II Samuel 11:2-17 tells of how King David one day saw Bathsheba, the wife of Uriah the Hittite who was away on military service, bathing. He asked for her to be brought to him, after which she became pregant by him. Later David wrote to Uriah's commander saying 'Set ye Uriah in the forefront of the hottest battle... that he may be smitten and die'. Uriah was indeed killed and David married Bathsheba.
The letter held by Bathsheba in the present picture presumably contains David's request for her to go to him, although no letter is in fact mentioned in the Bible story.
Sumowski, loc. cit., describes the present picture as a 'malerisch exquisites Hauptwerk' of c. 1631, the early period of the artist. He compares it to another composition by Lievens of the same subject in the collection of Terence and Jeannine Cooney, California (op. cit., p. 3623, no. 1189, illustrated p. 3670).

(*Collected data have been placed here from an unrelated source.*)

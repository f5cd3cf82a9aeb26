//! Staging Pipeline
//!
//! Builds a complete deployment tree in a private temporary directory:
//!
//! 1. Materialize the tagged revision
//! 2. Overlay the config file
//! 3. Overlay the data directory
//! 4. Create required empty files
//! 5. Normalize ownership and modes
//! 6. Write the manifest
//!
//! Any failure removes the temporary directory before the error is returned,
//! so a staged tree is either complete or gone.

use std::path::{Path, PathBuf};
use std::sync::Arc;

use crate::domain::entities::{DeploymentRequest, Manifest};
use crate::domain::ports::{
    DeployEvent, DeployEventSink, NoopEventSink, PipelineStep, RevisionSource,
};
use crate::error::DeployResult;
use crate::infrastructure::fs::{self as tree_fs, StagingDir};

use super::CancelFlag;

/// A fully populated, correctly permissioned tree awaiting publish
///
/// Dropping it removes the tree.
#[derive(Debug)]
pub struct StagedTree {
    dir: StagingDir,
}

impl StagedTree {
    pub fn path(&self) -> &Path {
        self.dir.path()
    }

    /// Remove the tree, logging cleanup failures
    pub fn discard(self) {
        self.dir.discard();
    }

    /// Stop managing the tree (after it was moved elsewhere)
    pub(crate) fn release(self) -> PathBuf {
        self.dir.release()
    }
}

/// Stage use case - runs the staging pipeline for one request
pub struct StageUseCase<RS>
where
    RS: RevisionSource,
{
    source: RS,
    events: Arc<dyn DeployEventSink>,
    cancel: CancelFlag,
}

impl<RS> StageUseCase<RS>
where
    RS: RevisionSource,
{
    pub fn new(source: RS) -> Self {
        Self {
            source,
            events: Arc::new(NoopEventSink),
            cancel: CancelFlag::new(),
        }
    }

    pub fn with_events(mut self, events: Arc<dyn DeployEventSink>) -> Self {
        self.events = events;
        self
    }

    pub fn with_cancel(mut self, cancel: CancelFlag) -> Self {
        self.cancel = cancel;
        self
    }

    /// Stage `request` into a fresh temporary directory
    pub fn stage(&self, request: &DeploymentRequest) -> DeployResult<StagedTree> {
        self.cancel.check()?;
        let staging = StagingDir::create(request.staging_parent())?;

        self.events.on_event(DeployEvent::Started {
            repository: request.source().to_string(),
            tag: request.tag().to_string(),
            staging: staging.path().to_path_buf(),
        });

        match self.populate(staging.path(), request) {
            Ok(()) => Ok(StagedTree { dir: staging }),
            Err(e) => {
                self.events.on_event(DeployEvent::StagingDiscarded {
                    staging: staging.path().to_path_buf(),
                    reason: e.to_string(),
                });
                staging.discard();
                Err(e)
            }
        }
    }

    fn populate(&self, root: &Path, request: &DeploymentRequest) -> DeployResult<()> {
        self.step(PipelineStep::Materialize, || {
            self.source.materialize(root, request.source(), request.tag())
        })?;
        self.step(PipelineStep::ApplyConfig, || {
            tree_fs::apply_config(root, request.config_file()).map(|_| ())
        })?;
        self.step(PipelineStep::ApplyData, || {
            tree_fs::apply_data(root, request.data_dir()).map(|_| ())
        })?;
        self.step(PipelineStep::EnsureFiles, || {
            tree_fs::ensure_files(root, request.ensure_files())
        })?;
        self.step(PipelineStep::Normalize, || {
            tree_fs::normalize(root, request.uid(), request.gid()).map(|_| ())
        })?;
        self.step(PipelineStep::WriteManifest, || {
            tree_fs::write_manifest(root, &Manifest::from_request(request)).map(|_| ())
        })?;
        Ok(())
    }

    fn step(
        &self,
        step: PipelineStep,
        run: impl FnOnce() -> DeployResult<()>,
    ) -> DeployResult<()> {
        self.cancel.check()?;
        tracing::debug!(step = step.as_str(), source = self.source.name(), "running step");
        run()?;
        self.events.on_event(DeployEvent::StepCompleted { step });
        Ok(())
    }
}
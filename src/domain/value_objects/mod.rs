//! Domain Value Objects
//!
//! Immutable value types that represent domain concepts.

mod identity;
pub mod layout;
mod published_name;
mod settings_warning;
mod timestamp;

pub use identity::{IdentitySpec, IdentitySpecError};
pub use layout::TreePath;
pub use published_name::{validate_name_component, PublishedName};
pub use settings_warning::SettingsWarning;
pub use timestamp::Timestamp;
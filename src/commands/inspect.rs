//! Inspect command: print the manifest of a published tree

use std::io;
use std::path::Path;

use anyhow::Result;
use tagdeploy::application;
use tagdeploy::presentation::{output, OutputFormat};

pub fn cmd_inspect(dir: &Path, format: OutputFormat) -> Result<()> {
    let manifest = application::inspect(dir)?;
    output::render_manifest(&mut io::stdout().lock(), format, dir, &manifest)?;
    Ok(())
}
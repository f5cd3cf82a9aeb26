//! Infrastructure Layer
//!
//! Concrete implementations of domain ports.
//! This layer handles all I/O operations.
//!
//! ## Structure
//!
//! - `git/` - `RevisionSource` over the git command line
//! - `identity/` - `IdentityResolver` over the host user/group database
//! - `fs/` - overlay, permission normalization, manifest, staging guard
//! - `events/` - deploy event sinks (JSON, log)

pub mod events;
pub mod fs;
pub mod git;
pub mod identity;

// Re-export for convenience
pub use events::{JsonEventSink, LogEventSink};
pub use fs::StagingDir;
pub use git::GitCliSource;
pub use identity::SystemIdentityResolver;
#![no_main]

use libfuzzer_sys::fuzz_target;

fuzz_target!(|data: &[u8]| {
    if let Ok(content) = std::str::from_utf8(data) {
        // A manifest that parses must survive a render/parse round trip
        if let Ok(manifest) = tagdeploy::Manifest::parse(content) {
            let again = tagdeploy::Manifest::parse(&manifest.render());
            assert_eq!(again.as_ref().ok(), Some(&manifest));
        }
    }
});
//! Deploy Module
//!
//! Stage then publish, as one call.
//!
//! ## Usage
//!
//! ```ignore
//! use tagdeploy::application::DeployUseCase;
//! use tagdeploy::infrastructure::GitCliSource;
//!
//! let use_case = DeployUseCase::new(GitCliSource::default());
//! let published = use_case.execute(&request)?;
//! ```

mod use_case;

pub use use_case::DeployUseCase;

A picture of Bathsheba by Lievens is recorded in the Inventory of Jan Franchoys Tartaroli (Leyden, 7 Dec. 1653) and another in that of Jan de Wyss, Amsterdam, 1684 (H. Schneider, Jan Lievens. Sein Leben und seine Werke, Haarlem, 1932, p. 96, nos. 16a and b), although it is not clear if they represent the episode depicted in the present composition or another moment from the story of Bathsheba.
The present picture is sold with a photocopy of a certificate by Professor Sumowski, dated 31 December 1992.